━━ MATERIALS PROVIDED ━━

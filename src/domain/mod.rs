//! Domain models and types for the cleaner.
//!
//! # Overview
//!
//! The domain layer provides:
//! - **Values** ([`Value`]) exchanged between records, recipes and generators
//! - **Records** ([`Record`], [`DynamicRecord`], [`JsonRecord`]) the cleaner reads and writes
//! - **Error types** ([`CleanerError`]) and the [`Result`] alias
//!
//! # Records
//!
//! Plain structs become records with [`impl_record!`](crate::impl_record):
//!
//! ```rust
//! use data_cleaner::domain::Record;
//! use data_cleaner::impl_record;
//!
//! #[derive(Clone)]
//! struct TopSecret {
//!     name: String,
//!     secret: i64,
//! }
//!
//! impl_record!(TopSecret { name, secret });
//!
//! let record = TopSecret { name: "Arthur Dent".into(), secret: 42 };
//! assert_eq!(record.text("name").as_deref(), Some("Arthur Dent"));
//! ```

pub mod errors;
pub mod json;
pub mod record;
pub mod result;
pub mod value;

// Re-export commonly used types for convenience
pub use errors::CleanerError;
pub use json::JsonRecord;
pub use record::{DynamicRecord, Record};
pub use result::Result;
pub use value::{FromValue, Value};
use std::collections::VecDeque;

use crate::error::Result;
use crate::graph::algos::shared::WalkState;
use crate::graph::types::{Colour, TraversalKind, TraversalResult, Vertex};
use crate::graph::Graph;

/// Breadth-first tree of the component containing `source`.
///
/// `discovery[v]` receives the number of edges on the shortest unweighted
/// path from `source`. Vertices in other components stay white with no
/// distance; the walk does not restart elsewhere the way the depth-first
/// walk does.
#[tracing::instrument(skip(graph), fields(vertices = graph.vertex_count(), edges = graph.edge_count()))]
pub fn bfs_traverse(graph: &Graph, source: Vertex) -> Result<TraversalResult> {
    graph.check_vertex(source)?;

    let mut state = WalkState::new(graph.vertex_count());
    let mut queue = VecDeque::new();

    state.discover(source, 0, None);
    queue.push_back((source, 0));

    while let Some((vertex, depth)) = queue.pop_front() {
        for neighbor in graph.neighbors(vertex) {
            if state.is_white(neighbor.vertex) {
                state.discover(neighbor.vertex, depth + 1, Some(vertex));
                queue.push_back((neighbor.vertex, depth + 1));
                tracing::trace!(vertex = neighbor.vertex, parent = vertex, depth = depth + 1, "bfs_enqueue");
            }
        }
        state.colour[vertex] = Colour::Black;
    }

    tracing::debug!(visited = state.visit_order.len(), "bfs_complete");
    Ok(state.into_result(TraversalKind::BreadthFirst, source))
}
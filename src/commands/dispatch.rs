//! Command dispatch logic for graphwalk
use std::env;
use std::path::Path;
use std::time::Instant;

use graphwalk_core::config::Config;
use graphwalk_core::error::Result;
use graphwalk_core::format::Algorithm;
use graphwalk_core::graph::{Graph, Vertex};
use graphwalk_core::{bail_usage, trace_time};

use crate::cli::{Cli, Commands, GraphArgs};
use crate::commands::{info, run};

pub fn run(cli: &Cli, start: Instant) -> Result<()> {
    let mut config = load_config(cli)?;
    if let Some(labels) = cli.labels {
        config.report.labels = labels;
    }
    trace_time!(start, "load_config");

    match &cli.command {
        Commands::Dfs(args) => handle_run(cli, &config, args, &[Algorithm::Dfs], start),
        Commands::Bfs(args) => handle_run(cli, &config, args, &[Algorithm::Bfs], start),
        Commands::Mst(args) => handle_run(cli, &config, args, &[Algorithm::Mst], start),
        Commands::Spt(args) => handle_run(cli, &config, args, &[Algorithm::Spt], start),
        Commands::All(args) => handle_run(cli, &config, args, &config.run.algorithms, start),
        Commands::Info { path } => {
            let graph = load_graph(path, start)?;
            info::execute(cli, &config, &graph)
        }
    }
}

/// Explicit `--config` must exist; otherwise discover from the working directory
fn load_config(cli: &Cli) -> Result<Config> {
    match &cli.config {
        Some(path) => {
            if !path.is_file() {
                bail_usage!(format!("config file not found: {}", path.display()));
            }
            Config::load(path)
        }
        None => Config::discover(&env::current_dir()?),
    }
}

fn load_graph(path: &Path, start: Instant) -> Result<Graph> {
    let graph = Graph::from_file(path)?;
    trace_time!(start, "load_graph", vertices = graph.vertex_count(), edges = graph.edge_count());
    Ok(graph)
}

fn handle_run(
    cli: &Cli,
    config: &Config,
    args: &GraphArgs,
    algorithms: &[Algorithm],
    start: Instant,
) -> Result<()> {
    let graph = load_graph(&args.path, start)?;
    let source: Vertex = args.source.unwrap_or(config.run.source);
    let combined = matches!(cli.command, Commands::All(_));

    run::execute(cli, config, &graph, source, algorithms, combined)?;
    trace_time!(start, "run_complete", source = source);
    Ok(())
}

━━━

* **EXERCISE OBJECTIVE**: Search the entries for the word "neighbor". Copy each line where it appears.

* **RESPONSE**:
        for neighbor in graph.neighbors(vertex) {
            if state.is_white(neighbor.vertex) {
                state.discover(neighbor.vertex, depth + 1, Some(vertex));
                queue.push_back((neighbor.vertex, depth + 1));
                tracing::trace!(vertex = neighbor.vertex, parent = vertex, depth = depth + 1, "bfs_enqueue");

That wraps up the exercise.